| > truckloads of data on calories and metabolism We have, but most of it seriously flawed because of many issues. For instance this pretty serious study on diets (http://www.dishlab.org/pubs/MannTomiyamaAmPsy2007.pdf) had to rely on BMI for segmenting the subjects because the whole field had standardized on BMI. Yet we know for decades that BMI based segmentation is meaningless, BMI itself being a clunky relic of the past. Then you can come down on the subject of the studies, repeatability, no possible control group most of the time etc. We can say that's the best we can do, but we should also accept it's far from being reliable info most of the time. > it actually does work well, it doesn't work or not, it's just a concept, an observation like a law of physics. It's like saying gravity works, that's not the info you'd give people having difficulties to build a self balancing robot. |
> it doesn’t work or not, it’s just a concept, an observation like a law of physics.
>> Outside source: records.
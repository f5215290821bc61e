//! Search, pagination, and aggregate statistics over loaded invoice lists.
//!
//! These helpers are plain in-memory operations: the route layer loads a
//! dataset through the store, narrows it with [`search`], slices it with
//! [`paginate`], and summarizes it with [`summarize`].

use serde::{Deserialize, Serialize};
use std::collections::{HashMap, HashSet};

use retail_core::{Invoice, Result, RetailError};

/// One page of results, sliced from a larger list.
#[derive(Clone, Debug, PartialEq, Serialize, Deserialize)]
pub struct Page<T> {
    /// The items on this page.
    pub items: Vec<T>,
    /// 1-based page number.
    pub page: usize,
    /// Requested page size.
    pub page_size: usize,
    /// Total items across all pages.
    pub total_items: usize,
    /// Total number of pages.
    pub total_pages: usize,
}

/// Slice one page out of a list.
///
/// Pages are 1-based. A page past the end is a valid, empty page; a zero
/// page number or page size is an [`RetailError::InvalidParameter`].
pub fn paginate<T: Clone>(items: &[T], page: usize, page_size: usize) -> Result<Page<T>> {
    if page == 0 {
        return Err(RetailError::InvalidParameter(
            "page numbers start at 1".to_string(),
        ));
    }
    if page_size == 0 {
        return Err(RetailError::InvalidParameter(
            "page size must be positive".to_string(),
        ));
    }

    let total_items = items.len();
    let total_pages = total_items.div_ceil(page_size);
    let start = (page - 1).saturating_mul(page_size);
    let end = start.saturating_add(page_size).min(total_items);
    let slice: &[T] = if start >= total_items {
        &[]
    } else {
        &items[start..end]
    };

    Ok(Page {
        items: slice.to_vec(),
        page,
        page_size,
        total_items,
        total_pages,
    })
}

/// Filter invoices by a free-text search term.
///
/// Matches case-insensitively against invoice number, stock code,
/// description, and country. An empty or whitespace-only term matches
/// everything.
#[must_use]
pub fn search(invoices: &[Invoice], term: &str) -> Vec<Invoice> {
    let needle = term.trim().to_lowercase();
    if needle.is_empty() {
        return invoices.to_vec();
    }
    invoices
        .iter()
        .filter(|invoice| matches(invoice, &needle))
        .cloned()
        .collect()
}

fn matches(invoice: &Invoice, needle: &str) -> bool {
    invoice.stock_code.to_lowercase().contains(needle)
        || invoice.description.to_lowercase().contains(needle)
        || invoice.country.to_lowercase().contains(needle)
        || invoice
            .invoice_no
            .is_some_and(|no| no.to_string().contains(needle))
}

/// All lines belonging to one transaction.
#[must_use]
pub fn invoice_lines(invoices: &[Invoice], invoice_no: i64) -> Vec<Invoice> {
    invoices
        .iter()
        .filter(|invoice| invoice.invoice_no == Some(invoice_no))
        .cloned()
        .collect()
}

/// First line carrying the given stock code, if any.
#[must_use]
pub fn find_by_stock_code(invoices: &[Invoice], stock_code: &str) -> Option<Invoice> {
    invoices
        .iter()
        .find(|invoice| invoice.stock_code == stock_code)
        .cloned()
}

/// Aggregate statistics over a list of invoice lines.
#[derive(Clone, Debug, Default, PartialEq, Serialize, Deserialize)]
pub struct SalesSummary {
    /// Number of invoice lines.
    pub line_count: usize,
    /// Number of distinct transactions.
    pub invoice_count: usize,
    /// Number of distinct customers (lines without a customer are excluded).
    pub distinct_customers: usize,
    /// Number of distinct stock codes.
    pub distinct_products: usize,
    /// Sum of line totals, over lines where a total is present.
    pub total_revenue: f64,
    /// Revenue per distinct transaction; `None` when there are none.
    pub average_invoice_value: Option<f64>,
}

/// Compute aggregate statistics over a list of invoice lines.
#[must_use]
pub fn summarize(invoices: &[Invoice]) -> SalesSummary {
    let mut invoice_nos = HashSet::new();
    let mut customers = HashSet::new();
    let mut products = HashSet::new();
    let mut total_revenue = 0.0;

    for invoice in invoices {
        if let Some(no) = invoice.invoice_no {
            invoice_nos.insert(no);
        }
        if let Some(customer) = invoice.customer_id {
            customers.insert(customer);
        }
        if !invoice.stock_code.is_empty() {
            products.insert(invoice.stock_code.as_str());
        }
        if let Some(total) = invoice.total_price {
            total_revenue += total;
        }
    }

    let invoice_count = invoice_nos.len();
    let average_invoice_value =
        (invoice_count > 0).then(|| total_revenue / invoice_count as f64);

    SalesSummary {
        line_count: invoices.len(),
        invoice_count,
        distinct_customers: customers.len(),
        distinct_products: products.len(),
        total_revenue,
        average_invoice_value,
    }
}

/// Revenue summed per country.
#[must_use]
pub fn revenue_by_country(invoices: &[Invoice]) -> HashMap<String, f64> {
    let mut by_country: HashMap<String, f64> = HashMap::new();
    for invoice in invoices {
        if let Some(total) = invoice.total_price {
            *by_country.entry(invoice.country.clone()).or_default() += total;
        }
    }
    by_country
}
It works as a tool for weight loss. It works for exactly the reason you state, because it’s primarily an observation of physics. The only way I gain mass is via my mouth, and the only way I lose mass is via energy expenditure. If I want to control mass, therefore, tracking and controlling my input and output is more or less guaranteed to work. For sure the input output responses might not be perfectly linear, but that’s expected and not a ‘flaw’. The weight response to calories also can’t be reversed or flat, due to physics, it must be highly correlated, right?